Going to need more information on this. What are you trying to accomplish here?
This will help you get some of the way, but in order to fully achieve what you're doing I need more context.
We'll import numpy, random, and Counter from collections:
import numpy as np
import random
from collections import Counter
We'll create a random 50k x 50k matrix of numbers between -10M and +10M
mat = np.random.randint(-10000000,10000000,(50000,50000))
Now to get the maximums for each row we can just do the following list comprehension:
maximums = [max(mat[x,:]) for x in range(len(mat))]
Now we want to find out which ones are not maximums in any other rows. We can use Counter on our maximums list to find out how many of each there are. Counter returns a counter object that is like a dictionary with the maximum as the key, and the # of times it appears as the value.

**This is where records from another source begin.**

//! Sign In Use Case
//!
//! Verifies credentials and issues an access/refresh token pair.

use std::sync::Arc;

use platform::clock::Clock;
use platform::password::PasswordHasher;

use crate::application::token_service::TokenService;
use crate::domain::entity::user::User;
use crate::domain::repository::UserRepository;
use crate::domain::value_object::{user_name::UserName, user_password::RawPassword};
use crate::error::{AuthError, AuthResult};

/// Sign in input
pub struct SignInInput {
    pub user_name: String,
    pub password: String,
}

/// Sign in output
pub struct SignInOutput {
    pub user: User,
    pub access_token: String,
    pub refresh_token: String,
}

/// Sign in use case
pub struct SignInUseCase<R>
where
    R: UserRepository,
{
    repo: Arc<R>,
    hasher: PasswordHasher,
    tokens: Arc<TokenService>,
    clock: Arc<dyn Clock>,
}

impl<R> SignInUseCase<R>
where
    R: UserRepository,
{
    pub fn new(
        repo: Arc<R>,
        hasher: PasswordHasher,
        tokens: Arc<TokenService>,
        clock: Arc<dyn Clock>,
    ) -> Self {
        Self {
            repo,
            hasher,
            tokens,
            clock,
        }
    }

    pub async fn execute(&self, input: SignInInput) -> AuthResult<SignInOutput> {
        if input.user_name.trim().is_empty() || input.password.is_empty() {
            return Err(AuthError::Validation(
                "Username and password are required".to_string(),
            ));
        }

        let password = RawPassword::for_login(input.password);

        // A name that could never have been registered is just an unknown user
        let user = match UserName::new(&input.user_name) {
            Ok(user_name) => self.repo.find_active_by_user_name(&user_name).await?,
            Err(_) => None,
        };

        let Some(mut user) = user else {
            // Spend the same hashing cost as a real verification
            self.hasher.verify_dummy(password.into_inner()).await;
            return Err(AuthError::InvalidCredentials);
        };

        if !user.password_hash.verify(password, &self.hasher).await? {
            return Err(AuthError::InvalidCredentials);
        }

        let now = self.clock.now();
        match self.repo.record_login(&user.user_id, now).await {
            Ok(()) => user.record_login(now),
            Err(e) => {
                tracing::warn!(user_id = %user.user_id, error = %e, "Failed to record last login");
            }
        }

        let access_token = self.tokens.issue_access(&user)?;
        let refresh_token = self.tokens.issue_refresh(&user)?;

        tracing::info!(
            user_id = %user.user_id,
            user_name = %user.user_name,
            "User signed in"
        );

        Ok(SignInOutput {
            user,
            access_token,
            refresh_token,
        })
    }
}
//! Email Value Object
//!
//! Represents a validated email address.
//! Basic format validation only.

use serde::{Deserialize, Serialize};
use std::str::FromStr;

use crate::error::{AuthError, AuthResult};

/// Maximum email length (column width)
const EMAIL_MAX_LENGTH: usize = 100;

/// Maximum local part length (per RFC 5321)
const LOCAL_PART_MAX_LENGTH: usize = 64;

/// Email address value object, stored lowercase
#[derive(Debug, Clone, PartialEq, Eq, Hash, Serialize, Deserialize)]
pub struct Email(String);

impl Email {
    /// Create a new email with validation
    pub fn new(email: impl Into<String>) -> AuthResult<Self> {
        let email = email.into().trim().to_lowercase();

        if email.is_empty() {
            return Err(AuthError::Validation("Email cannot be empty".to_string()));
        }

        if email.chars().count() > EMAIL_MAX_LENGTH {
            return Err(AuthError::Validation(format!(
                "Email must be at most {} characters",
                EMAIL_MAX_LENGTH
            )));
        }

        if !Self::is_valid_format(&email) {
            return Err(AuthError::Validation("Invalid email format".to_string()));
        }

        Ok(Self(email))
    }

    /// Basic email format validation
    fn is_valid_format(email: &str) -> bool {
        // Must contain exactly one @
        let Some((local, domain)) = email.split_once('@') else {
            return false;
        };
        if domain.contains('@') {
            return false;
        }

        if local.is_empty() || local.len() > LOCAL_PART_MAX_LENGTH {
            return false;
        }
        if local.chars().any(char::is_whitespace) {
            return false;
        }

        if domain.is_empty() || !domain.contains('.') {
            return false;
        }

        if !domain
            .chars()
            .all(|c| c.is_ascii_alphanumeric() || c == '.' || c == '-')
        {
            return false;
        }

        // Domain shouldn't start or end with dot or hyphen, nor contain empty labels
        if domain.starts_with(['.', '-']) || domain.ends_with(['.', '-']) {
            return false;
        }
        !domain.contains("..")
    }

    /// Create from database value (assumed already validated)
    pub fn from_db(email: impl Into<String>) -> Self {
        Self(email.into())
    }

    pub fn as_str(&self) -> &str {
        &self.0
    }
}

impl FromStr for Email {
    type Err = AuthError;

    fn from_str(s: &str) -> AuthResult<Self> {
        Email::new(s)
    }
}

impl std::fmt::Display for Email {
    fn fmt(&self, f: &mut std::fmt::Formatter<'_>) -> std::fmt::Result {
        write!(f, "{}", self.0)
    }
}

impl AsRef<str> for Email {
    fn as_ref(&self) -> &str {
        &self.0
    }
}
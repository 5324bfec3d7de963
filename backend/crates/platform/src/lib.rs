//! Platform Crate - Technical Infrastructure
//!
//! This crate provides shared technical foundations:
//! - Password hashing (Argon2id, configurable work factor)
//! - A swappable clock, so time-based logic can be tested deterministically
//! - Client identity resolution for per-client throttling
//! - Sliding-window rate limiting storage

pub mod client;
pub mod clock;
pub mod password;
pub mod rate_limit;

We then do dictionary comprehension where the value is == to 1. That will give us the maximums that only show up once. we use the .keys() function to grab the numbers themselves, and then turn it into a list.
c = Counter(maximums)
{9999117: 15,
9998584: 2,
9998352: 2,
9999226: 22,
9999697: 59,
9999534: 32,
9998775: 8,
9999288: 18,
9998956: 9,
9998119: 1,
...}
k = list( {x: c[x] for x in c if c[x] == 1}.keys() )
[9998253,
9998139,
9998091,
9997788,
9998166,
9998552,
9997711,
9998230,
9998000,
...]
Lastly we can do the following list comprehension to iterate through the original maximums list to get the indicies of where these rows are.
indices = [i for i, x in enumerate(maximums) if x in k]
Depending on what else you're looking to do we can go from here.
Its not the speediest program but finding the maximums, the counter, and the indicies takes 182 seconds on a 50,000 by 50,000 matrix that is already loaded.